Seeking out the

5000 greatest films

in a century of cinema

Roman Holiday and the Brief Encounter Genre

Asking a film buff which film is his favorite can lead to a lot of hemming and hawing about how difficult it is to choose one, or even a top ten. But I've had my answer ready to go since about 1993, when I first saw Roman Holiday, the 1953 romantic comedy starring Gregory Peck and Audrey Hepburn and directed by William Wyler. 

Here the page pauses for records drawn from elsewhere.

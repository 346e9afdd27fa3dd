//! Typed error hierarchy for the narrator server.
//!
//! One enum per subsystem:
//! - `RepoUrlError`: repository URL validation
//! - `ScriptError`: external analysis script invocation
//! - `ArtifactError`: locating and reading generated files
//! - `GitHubError`: GitHub REST / GitHub App calls
//! - `WebhookError`: webhook delivery verification and decoding
//! - `ConfigError`: configuration loading

use std::path::PathBuf;
use std::time::Duration;

use thiserror::Error;

/// Errors from parsing a user-supplied repository URL.
#[derive(Debug, Error, Clone, PartialEq, Eq)]
pub enum RepoUrlError {
    #[error("Please enter a valid GitHub repository URL.")]
    Empty,

    #[error("Invalid URL format. Please enter a valid GitHub repository URL.")]
    Malformed,

    #[error("Not a GitHub URL. Please enter a valid GitHub repository URL.")]
    NotGitHub,

    #[error(
        "Invalid GitHub repository URL format. URL should be in the format: https://github.com/owner/repo"
    )]
    MissingSegments,
}

/// Errors from running an external analysis script.
#[derive(Debug, Error)]
pub enum ScriptError {
    #[error("Failed to spawn {program}: {source}")]
    SpawnFailed {
        program: String,
        #[source]
        source: std::io::Error,
    },

    #[error("Script {script} timed out after {}s", timeout.as_secs())]
    TimedOut { script: String, timeout: Duration },

    #[error("Failed to collect output of {script}: {source}")]
    Io {
        script: String,
        #[source]
        source: std::io::Error,
    },
}

/// Errors from resolving a generated artifact on disk.
#[derive(Debug, Error)]
pub enum ArtifactError {
    #[error("No generated file found (tried {tried} location(s))")]
    NotFound { tried: usize },

    #[error("Invalid scan pattern '{pattern}': {source}")]
    Pattern {
        pattern: String,
        #[source]
        source: glob::PatternError,
    },

    #[error("Failed to read {path}: {source}")]
    Read {
        path: PathBuf,
        #[source]
        source: std::io::Error,
    },
}

/// Errors from talking to the GitHub API.
#[derive(Debug, Error)]
pub enum GitHubError {
    #[error("GitHub API returned {status}: {message}")]
    Status { status: u16, message: String },

    #[error("GitHub App credentials are not configured")]
    AppNotConfigured,

    #[error("Failed to sign GitHub App token: {0}")]
    Jwt(#[from] jsonwebtoken::errors::Error),

    #[error("GitHub request failed: {0}")]
    Transport(#[from] reqwest::Error),
}

impl GitHubError {
    /// HTTP status reported by GitHub, if the request got that far.
    pub fn status(&self) -> Option<u16> {
        match self {
            GitHubError::Status { status, .. } => Some(*status),
            GitHubError::Transport(e) => e.status().map(|s| s.as_u16()),
            _ => None,
        }
    }
}

/// Errors from verifying or decoding a webhook delivery.
#[derive(Debug, Error, PartialEq, Eq)]
pub enum WebhookError {
    #[error("Webhook secret is not configured")]
    SecretNotConfigured,

    #[error("Missing header {0}")]
    MissingHeader(&'static str),

    #[error("Malformed signature header")]
    MalformedSignature,

    #[error("Signature does not match payload")]
    SignatureMismatch,

    #[error("Invalid webhook payload: {0}")]
    InvalidPayload(String),
}

/// Errors from loading configuration.
#[derive(Debug, Error)]
pub enum ConfigError {
    #[error("Failed to read config file at {path}: {source}")]
    Read {
        path: PathBuf,
        #[source]
        source: std::io::Error,
    },

    #[error("Failed to parse config file at {path}: {source}")]
    Parse {
        path: PathBuf,
        #[source]
        source: toml::de::Error,
    },

    #[error("Invalid value for {key}: {message}")]
    InvalidValue { key: &'static str, message: String },

    #[error("Failed to read GitHub App private key at {path}: {source}")]
    PrivateKey {
        path: PathBuf,
        #[source]
        source: std::io::Error,
    },
}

I can’t write an essay claiming that this is the greatest film ever made (something I could do for the next 3 films on my favorites list), but I firmly believe that if you're going to engage in an activity as self-indulgent as making a list of favorite films, you need to pick a number one, and you need to be able to articulate why. Deciding what constitutes great film is profoundly subjective. What each person responds to both positively and negatively in a movie has as much to do with their life experience, their psychological development and emotional state when they see the film, and the number of other films they have seen in their lifetime, as it does with the content and craftsmanship of any particular picture. After all, some of the most aesthetically beautiful movies are real clunkers, and some of the grandest, most well-constructed films often don’t have the truth or magic that a cheaper, sloppier, minor film from the same year may have had—at least for any particular viewer.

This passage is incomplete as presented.